Y ganó. Y en el momento en que oí su nombre y el de la agencia, me quedé absolutamente petrificado y no supe ni qué hacer. Solo le agarré la mano muy fuerte y solo se la solté cuando le llevaron casi en volandas al pequeño escenario donde el ganador tenía que decir unas palabras junto al presidente de la entidad. Y esto fue lo que dijo Miguel, palabra por palabra.
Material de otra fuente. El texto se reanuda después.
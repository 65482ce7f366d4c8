//! Sub-pixel convolution (Shi et al. 2016, arXiv:1609.05158): the depth-to-space rearrangement
//! that turns `scale²` blocks of channel depth into a `scale × scale` spatial neighbourhood.

use ndarray::{Array4, ArrayD, ArrayViewD, Ix4};

use crate::error::{Result, SrganError};

/// Depth-to-space for NHWC tensors with a fixed upscaling factor.
///
/// `out[b, h*s + i, w*s + j, c] = in[b, h, w, (i*s + j)*C + c]` where `C = in_channels / s²`.
#[derive(Debug, Clone, Copy, PartialEq, Eq)]
pub struct SubpixelConv2d {
	scale: usize,
}

impl SubpixelConv2d {
	pub fn new(scale: usize) -> Result<Self> {
		if scale == 0 {
			return Err(SrganError::InvalidParameter("Scale must be greater than 0".into()));
		}
		Ok(SubpixelConv2d { scale })
	}

	pub fn scale(&self) -> usize {
		self.scale
	}

	/// Output shape for an input of shape `[N, H, W, C*s²]`.
	pub fn output_shape(&self, input_shape: &[usize]) -> Result<[usize; 4]> {
		let (n, h, w, c) = match *input_shape {
			[n, h, w, c] => (n, h, w, c),
			_ => {
				return Err(SrganError::ShapeMismatch(format!(
					"depth-to-space expects a 4-D [N, H, W, C] tensor, got shape {:?}",
					input_shape
				)))
			}
		};
		let block = self.scale * self.scale;
		if c % block != 0 {
			return Err(SrganError::ShapeMismatch(format!(
				"channel depth {} is not divisible by scale² = {}",
				c, block
			)));
		}
		Ok([n, h * self.scale, w * self.scale, c / block])
	}

	pub fn apply<A: Clone>(&self, x: ArrayViewD<A>) -> Result<ArrayD<A>> {
		let [n, out_h, out_w, out_c] = self.output_shape(x.shape())?;
		let x = x.into_dimensionality::<Ix4>()?;
		let s = self.scale;

		let out = Array4::from_shape_fn((n, out_h, out_w, out_c), |(b, y, w, c)| {
			let depth = ((y % s) * s + w % s) * out_c + c;
			x[[b, y / s, w / s, depth]].clone()
		});
		Ok(out.into_dyn())
	}
}

/// Returns the rearrangement as a closure over `scale`.
pub fn subpixel_conv2d(scale: usize) -> Result<impl Fn(ArrayViewD<f32>) -> Result<ArrayD<f32>>> {
	let layer = SubpixelConv2d::new(scale)?;
	Ok(move |x: ArrayViewD<f32>| layer.apply(x))
}
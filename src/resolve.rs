//! Running a model on low-resolution input and scoring it against high-resolution references.

use ndarray::{ArrayD, ArrayViewD, Axis};
use tracing::{debug, info};

use crate::constants::pixel;
use crate::error::{Result, SrganError};
use crate::logging::OperationLogger;
use crate::model::Model;
use crate::psnr::psnr;

/// Runs `model` on a batch of low-resolution images and converts the prediction to display-ready
/// pixels: clipped to [0, 255], rounded to nearest (ties to even) and cast to `u8`.
pub fn resolve<M: Model + ?Sized>(model: &M, lr_batch: ArrayViewD<f32>) -> Result<ArrayD<u8>> {
	debug!(shape = ?lr_batch.shape(), "Resolving batch");
	let sr_batch = model.predict(lr_batch)?;
	Ok(sr_batch.mapv(to_pixel))
}

/// Resolves a single `[H, W, C]` image by wrapping it in a batch of one.
pub fn resolve_single<M: Model + ?Sized>(model: &M, lr: ArrayViewD<f32>) -> Result<ArrayD<u8>> {
	let sr_batch = resolve(model, lr.insert_axis(Axis(0)))?;
	if sr_batch.ndim() == 0 || sr_batch.shape()[0] == 0 {
		return Err(SrganError::Model(format!(
			"expected a batch of one prediction, got shape {:?}",
			sr_batch.shape()
		)));
	}
	Ok(sr_batch.index_axis_move(Axis(0), 0))
}

fn to_pixel(value: f32) -> u8 {
	// NaN survives clamp and round, then casts to 0
	value.clamp(0.0, pixel::MAX_VALUE).round_ties_even() as u8
}

/// Per-pair PSNR values from one pass over a dataset. Never empty.
#[derive(Debug, Clone, PartialEq)]
pub struct Evaluation {
	psnr_values: Vec<f64>,
}

impl Evaluation {
	/// PSNR of each pair, in dataset order.
	pub fn psnr_values(&self) -> &[f64] {
		&self.psnr_values
	}

	pub fn len(&self) -> usize {
		self.psnr_values.len()
	}

	pub fn is_empty(&self) -> bool {
		self.psnr_values.is_empty()
	}

	/// Arithmetic mean. Infinite if any pair was reproduced exactly.
	pub fn mean(&self) -> f64 {
		self.psnr_values.iter().sum::<f64>() / self.psnr_values.len() as f64
	}

	pub fn min(&self) -> f64 {
		self.psnr_values.iter().copied().fold(f64::INFINITY, f64::min)
	}

	pub fn max(&self) -> f64 {
		self.psnr_values.iter().copied().fold(f64::NEG_INFINITY, f64::max)
	}
}

/// Mean PSNR of `model` over a dataset of `(low-res batch, high-res batch)` pairs.
///
/// Every low-res batch must hold exactly one image.
pub fn evaluate<M, I>(model: &M, ds: I) -> Result<f64>
where
	M: Model + ?Sized,
	I: IntoIterator<Item = (ArrayD<f32>, ArrayD<f32>)>,
{
	Ok(evaluate_detailed(model, ds)?.mean())
}

/// As [`evaluate`], keeping every per-pair score.
pub fn evaluate_detailed<M, I>(model: &M, ds: I) -> Result<Evaluation>
where
	M: Model + ?Sized,
	I: IntoIterator<Item = (ArrayD<f32>, ArrayD<f32>)>,
{
	let operation = OperationLogger::new("evaluate");
	let mut psnr_values = Vec::new();

	for (index, (lr, hr)) in ds.into_iter().enumerate() {
		let score = score_pair(model, index, lr.view(), hr.view()).map_err(|err| {
			operation.log_error(&err);
			err
		})?;
		debug!(pair = index, psnr = score, "Scored pair");
		operation.log_progress(format!("scored {} pairs", index + 1));
		psnr_values.push(score);
	}

	if psnr_values.is_empty() {
		return Err(SrganError::EmptyDataset);
	}

	let evaluation = Evaluation { psnr_values };
	info!(pairs = evaluation.len(), mean_psnr = evaluation.mean(), "Evaluation finished");
	operation.add_metadata("pairs", evaluation.len());
	operation.add_metadata("mean_psnr", evaluation.mean());
	operation.complete();
	Ok(evaluation)
}

fn score_pair<M: Model + ?Sized>(model: &M, index: usize, lr: ArrayViewD<f32>, hr: ArrayViewD<f32>) -> Result<f64> {
	if lr.ndim() != 4 {
		return Err(SrganError::ShapeMismatch(format!(
			"dataset item {} is not an [N, H, W, C] batch: shape {:?}",
			index,
			lr.shape()
		)));
	}
	let size = lr.shape()[0];
	if size != 1 {
		return Err(SrganError::BatchSize { index, size });
	}

	let sr = resolve(model, lr)?;
	let values = psnr(hr, sr.view())?;
	Ok(values[0])
}
use crate::error::{Result, SrganError};
use crate::image_io;
use clap::ArgMatches;

pub fn psnr(app_m: &ArgMatches) -> Result<()> {
	let image1_path = app_m
		.value_of("IMAGE1")
		.ok_or_else(|| SrganError::InvalidParameter("No IMAGE1 file given".to_string()))?;
	let image2_path = app_m
		.value_of("IMAGE2")
		.ok_or_else(|| SrganError::InvalidParameter("No IMAGE2 file given".to_string()))?;

	let image1 = image_io::load_rgb(image1_path)?;
	let image2 = image_io::load_rgb(image2_path)?;

	let rgb = crate::psnr::psnr(image1.view(), image2.view())?;
	let luma = crate::psnr::psnr_luma(image1.view(), image2.view())?;

	println!("sRGB PSNR: {}\tLuma PSNR: {}", rgb[0], luma[0]);

	Ok(())
}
«Es un verdadero honor para mí y para mi equipo el encargarnos de este proyecto. Aunque fue concebido en unas circunstancias que se alejan de lo normal en estos casos, esos momentos fueron lo que me llevaron al diseño final del proyecto. Quiero dar las gracias, especialmente a mi hermano Alejandro, que se encuentra entre nosotros esta noche, ya que él es el responsable de la elección del color rojo como color corporativo. Alejandro y su madre siempre han dicho que el rojo le sienta bien a todo el mundo y que incluso en esos días en que una persona se siente triste, al ponerse algo rojo, se le ilumina la cara, le da un aspecto saludable, un poco apasionado, pero definitivamente vivo. Para mi hermano Alejandro, mi eterna gratitud».
Claro, uno no se espera eso, igual que no se espera recibir un Oscar. Siempre piensas que eso no te va a pasar a ti, sobre todo cuando no has hecho nada especial, solo ser amigo. Y encima, en una entrega de premios, que es lo más gay del mundo, por el amor de Dios.
Media hora después, cuando aquella marabunta dejó de felicitarle, nos fuimos los dos solos caminando a casa, y cuando le pregunté por qué había hecho aquello, Miguel, mirando al frente me dijo estas palabras: «Porque nos merecemos un final feliz».